- Camp Paxson Boy Scout Camp (24MO77)
- U.S. National Register of Historic Places
- Location: Seeley Lake, Lolo National Forest, Montana
- Coordinates: 47°11′14″N 113°31′4″W﻿ / ﻿47.18722°N 113.51778°W
- Area: 6.7 acres (2.7 ha)
- Built: 1939
- Architect: Civilian Conservation Corps, Clyde Fickes
- Architectural style: Log Construction
- NRHP reference No.: 86000584
- Added to NRHP: March 21, 1986

= Camp Paxson Boy Scout Camp =

Camp Paxson Boy Scout Camp, located on the western shore of Seeley Lake, Lolo National Forest, Montana, is on the National Register of Historic Places. It started out as a summer camp for the Boy Scouts of America (BSA), and is named in honor of Montana western painter Edgar Samuel Paxson. The United States Forest Service granted the Western Montana Council of the BSA permission to build a summer camp, originally with six small 12x24' clapboard structures and tents on just 4 acre, in 1924. The camp was expanded beginning in October 1939, with more facilities constructed by the Works Progress Administration and Civilian Conservation Corps (CCC).

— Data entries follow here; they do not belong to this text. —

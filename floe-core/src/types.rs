//! Core negotiation types and data structures

use serde::{Deserialize, Serialize};
use std::net::IpAddr;
use std::time::Duration;

/// Session identifier, unique per remote peer.
#[derive(Debug, Clone, PartialEq, Eq, Hash, Serialize, Deserialize)]
pub struct SessionId(String);

impl SessionId {
    /// Wrap an existing token (e.g. from an inbound request)
    pub fn new(token: impl Into<String>) -> Self {
        Self(token.into())
    }

    /// Generate a random 16-character alphanumeric token
    ///
    /// Uniqueness per peer is the registry's job; see
    /// `SessionManager::generate_session_id`.
    #[must_use]
    pub fn random() -> Self {
        use rand::distributions::Alphanumeric;
        use rand::Rng;
        let token: String = rand::thread_rng()
            .sample_iter(&Alphanumeric)
            .take(16)
            .map(char::from)
            .collect();
        Self(token)
    }

    /// Get the raw token
    #[must_use]
    pub fn as_str(&self) -> &str {
        &self.0
    }
}

impl std::fmt::Display for SessionId {
    fn fmt(&self, f: &mut std::fmt::Formatter<'_>) -> std::fmt::Result {
        write!(f, "{}", self.0)
    }
}

/// Media type of one negotiated stream
#[derive(Debug, Clone, Copy, PartialEq, Eq, Hash, Serialize, Deserialize)]
#[serde(rename_all = "lowercase")]
pub enum MediaType {
    /// Audio stream
    Audio,
    /// Video stream
    Video,
}

impl MediaType {
    /// All media types, in canonical order
    #[must_use]
    pub const fn all() -> [MediaType; 2] {
        [MediaType::Audio, MediaType::Video]
    }
}

impl std::fmt::Display for MediaType {
    fn fmt(&self, f: &mut std::fmt::Formatter<'_>) -> std::fmt::Result {
        match self {
            Self::Audio => write!(f, "audio"),
            Self::Video => write!(f, "video"),
        }
    }
}

/// Which media types a call wants or accepts
#[derive(Debug, Clone, Copy, PartialEq, Eq, Serialize, Deserialize)]
pub struct MediaSelection {
    /// Audio selected
    pub audio: bool,
    /// Video selected
    pub video: bool,
}

impl MediaSelection {
    /// Audio-only selection
    #[must_use]
    pub const fn audio_only() -> Self {
        Self {
            audio: true,
            video: false,
        }
    }

    /// Video-only selection
    #[must_use]
    pub const fn video_only() -> Self {
        Self {
            audio: false,
            video: true,
        }
    }

    /// Audio and video
    #[must_use]
    pub const fn both() -> Self {
        Self {
            audio: true,
            video: true,
        }
    }

    /// Empty selection
    #[must_use]
    pub const fn none() -> Self {
        Self {
            audio: false,
            video: false,
        }
    }

    /// Whether the given media type is selected
    #[must_use]
    pub const fn contains(&self, media: MediaType) -> bool {
        match media {
            MediaType::Audio => self.audio,
            MediaType::Video => self.video,
        }
    }

    /// Whether nothing is selected
    #[must_use]
    pub const fn is_empty(&self) -> bool {
        !self.audio && !self.video
    }

    /// Intersection of two selections
    #[must_use]
    pub const fn intersect(&self, other: &Self) -> Self {
        Self {
            audio: self.audio && other.audio,
            video: self.video && other.video,
        }
    }

    /// Selected media types, in canonical order
    #[must_use]
    pub fn to_media_types(&self) -> Vec<MediaType> {
        MediaType::all()
            .into_iter()
            .filter(|m| self.contains(*m))
            .collect()
    }
}

/// One name/value codec parameter
#[derive(Debug, Clone, PartialEq, Eq, Serialize, Deserialize)]
pub struct PayloadParameter {
    /// Parameter name
    pub name: String,
    /// Parameter value
    pub value: String,
}

/// A negotiated codec configuration
#[derive(Debug, Clone, PartialEq, Eq, Serialize, Deserialize)]
pub struct PayloadType {
    /// RTP payload type id (0-127)
    pub id: u8,
    /// Codec name, may be empty for static ids
    pub name: String,
    /// Clock rate in Hz
    pub clockrate: u32,
    /// Channel count
    pub channels: u16,
    /// Packetization time in milliseconds
    pub ptime: Option<u32>,
    /// Maximum packetization time in milliseconds
    pub maxptime: Option<u32>,
    /// Additional codec parameters
    pub parameters: Vec<PayloadParameter>,
}

impl PayloadType {
    /// Create a payload type with defaults for the optional fields
    pub fn new(id: u8, name: impl Into<String>, clockrate: u32) -> Self {
        Self {
            id,
            name: name.into(),
            clockrate,
            channels: 1,
            ptime: None,
            maxptime: None,
            parameters: Vec::new(),
        }
    }
}

/// Termination reason condition, mirroring the signaling protocol's table
#[derive(Debug, Clone, Copy, PartialEq, Eq, Serialize, Deserialize)]
#[serde(rename_all = "kebab-case")]
pub enum ReasonCondition {
    /// Superseded by another session
    AlternativeSession,
    /// Callee is busy
    Busy,
    /// Initiator cancelled before acceptance
    Cancel,
    /// Connectivity could not be established
    ConnectivityError,
    /// Callee declined
    Decline,
    /// Offer expired
    Expired,
    /// Application-level failure
    FailedApplication,
    /// Transport-level failure
    FailedTransport,
    /// Unspecified error
    GeneralError,
    /// Party has gone away
    Gone,
    /// Parameters could not be agreed
    IncompatibleParameters,
    /// Media processing failure
    MediaError,
    /// Security requirements not met
    SecurityError,
    /// Normal successful completion
    Success,
    /// Negotiation timed out
    Timeout,
    /// No supported application
    UnsupportedApplications,
    /// No supported transport
    UnsupportedTransports,
}

/// Termination reason carried by a `session-terminate`
#[derive(Debug, Clone, PartialEq, Eq, Serialize, Deserialize)]
pub struct Reason {
    /// Reason condition
    pub condition: ReasonCondition,
    /// Optional free-form text
    pub text: Option<String>,
}

impl Reason {
    /// Reason with no text
    #[must_use]
    pub const fn new(condition: ReasonCondition) -> Self {
        Self {
            condition,
            text: None,
        }
    }

    /// Reason with accompanying text
    pub fn with_text(condition: ReasonCondition, text: impl Into<String>) -> Self {
        Self {
            condition,
            text: Some(text.into()),
        }
    }
}

/// Which side created the session
#[derive(Debug, Clone, Copy, PartialEq, Eq)]
pub enum Direction {
    /// We initiate
    Outgoing,
    /// Remote initiated
    Incoming,
}

/// Negotiation state of a call session
///
/// `Terminated` and `Activated` are absorbing: once reached no further
/// transition occurs.
#[derive(Debug, Clone, Copy, PartialEq, Eq)]
pub enum SessionState {
    /// Created, nothing started
    Idle,
    /// Waiting on the address resolver
    ResolvingAddresses,
    /// ICE engines created, gathering candidates
    GatheringCandidates,
    /// Outgoing: initiate sent, waiting for the remote accept
    AwaitingAccept,
    /// Incoming: engines ready, waiting for local media finalization
    AwaitingLocalAccept,
    /// Accept exchanged, connectivity checks running
    Connecting,
    /// Media flowing; transports owned by the RTP channel
    Activated,
    /// Torn down
    Terminated,
}

impl SessionState {
    /// Whether this state admits no further transitions
    #[must_use]
    pub const fn is_terminal(&self) -> bool {
        matches!(self, Self::Activated | Self::Terminated)
    }
}

/// Why a session failed, surfaced on the event stream
#[derive(Debug, Clone, PartialEq, Eq, thiserror::Error)]
pub enum FailureReason {
    /// A sent accept/initiate never received its correlated response
    #[error("call negotiation timed out")]
    NegotiationTimeout,
    /// An ICE engine reported an internal error
    #[error("unable to establish peer-to-peer connection")]
    IceFailure,
    /// Neither audio nor video could be agreed
    #[error("no usable media")]
    NoUsableMedia,
    /// Anything else, with a human-readable reason
    #[error("call negotiation failed: {0}")]
    General(String),
}

/// Application-visible session notifications
///
/// Every internal failure normalizes to exactly one of `Rejected`,
/// `Failed` or `Activated`.
#[derive(Debug, Clone)]
pub enum SessionEvent {
    /// Remote payload types recorded or updated
    RemoteMediaUpdated,
    /// Session reached `Activated`; transports handed to the RTP channel
    Activated,
    /// Remote rejected or terminated the call
    Rejected,
    /// Unrecoverable failure; session is `Terminated`
    Failed {
        /// Why the session failed
        reason: FailureReason,
    },
}

/// Host/port pair to be resolved before a call starts
#[derive(Debug, Clone, PartialEq, Eq, Serialize, Deserialize)]
pub struct HostPort {
    /// Host name or literal address
    pub host: String,
    /// Port number
    pub port: u16,
}

/// TURN relay configuration, with long-term credentials
#[derive(Debug, Clone, PartialEq, Eq, Serialize, Deserialize)]
pub struct TurnConfig {
    /// Relay host name
    pub host: String,
    /// Relay port
    pub port: u16,
    /// Long-term credential user
    pub username: String,
    /// Long-term credential password
    pub password: String,
}

/// A local interface address offered for candidate gathering
///
/// IPv6 link-local addresses carry the interface scope identifier needed
/// to use them.
#[derive(Debug, Clone, PartialEq, Eq, Serialize, Deserialize)]
pub struct LocalAddress {
    /// Interface address
    pub ip: IpAddr,
    /// Scope identifier for IPv6 link-local addresses
    pub scope_id: Option<u32>,
}

impl LocalAddress {
    /// Address without a scope identifier
    #[must_use]
    pub const fn new(ip: IpAddr) -> Self {
        Self { ip, scope_id: None }
    }

    /// Address with a scope identifier attached
    #[must_use]
    pub const fn with_scope(ip: IpAddr, scope_id: u32) -> Self {
        Self {
            ip,
            scope_id: Some(scope_id),
        }
    }
}

/// Per-call configuration, supplied programmatically before a call starts
#[derive(Debug, Clone)]
pub struct SessionConfig {
    /// Identity string placed in outbound envelopes' initiator/responder
    pub local_identity: Option<String>,
    /// Local interface addresses to gather from
    pub local_addresses: Vec<LocalAddress>,
    /// External (NATed) address host name, resolved at call start
    pub external_host: Option<String>,
    /// STUN bind host
    pub stun_host: Option<HostPort>,
    /// TURN over UDP relay
    pub turn_udp: Option<TurnConfig>,
    /// TURN over TCP relay
    pub turn_tcp: Option<TurnConfig>,
    /// Base port for the shared port reservation
    pub base_port: Option<u16>,
    /// Maximum sending bitrate cap in kbps
    pub max_bitrate_kbps: Option<u32>,
    /// Round-trip timeout for a sent accept/initiate
    pub negotiation_timeout: Duration,
}

impl Default for SessionConfig {
    fn default() -> Self {
        Self {
            local_identity: None,
            local_addresses: Vec::new(),
            external_host: None,
            stun_host: None,
            turn_udp: None,
            turn_tcp: None,
            base_port: None,
            max_bitrate_kbps: None,
            negotiation_timeout: Duration::from_secs(30),
        }
    }
}

/// A block of consecutive ports reserved for one call's media transports
///
/// Shared between the engines of one session; released by dropping, which
/// the teardown coordinator does once every engine has stopped.
#[derive(Debug)]
pub struct PortReservation {
    base_port: u16,
    ports: Vec<u16>,
}

impl PortReservation {
    /// Reserve `count` consecutive port numbers starting at `base_port`
    #[must_use]
    pub fn new(base_port: u16, count: u16) -> Self {
        let ports = (0..count).map(|i| base_port.saturating_add(i)).collect();
        Self { base_port, ports }
    }

    /// First reserved port
    #[must_use]
    pub const fn base_port(&self) -> u16 {
        self.base_port
    }

    /// All reserved ports
    #[must_use]
    pub fn ports(&self) -> &[u16] {
        &self.ports
    }
}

The camp was completed in 1940 on 6.7 acre under the supervision of Forest Service engineer Clyde Fickes.

==Background==
There are twenty buildings constructed out of notched Western Larch logs: a dining hall, 15 sleeping cabins, two bathhouses, and caretaker facilities. Uncut native stone was used for the fireplaces. The camp was ready for the summer season in 1940. However, about 1941–1942 The Boy Scouts moved their camp to Melita Island on Flathead Lake.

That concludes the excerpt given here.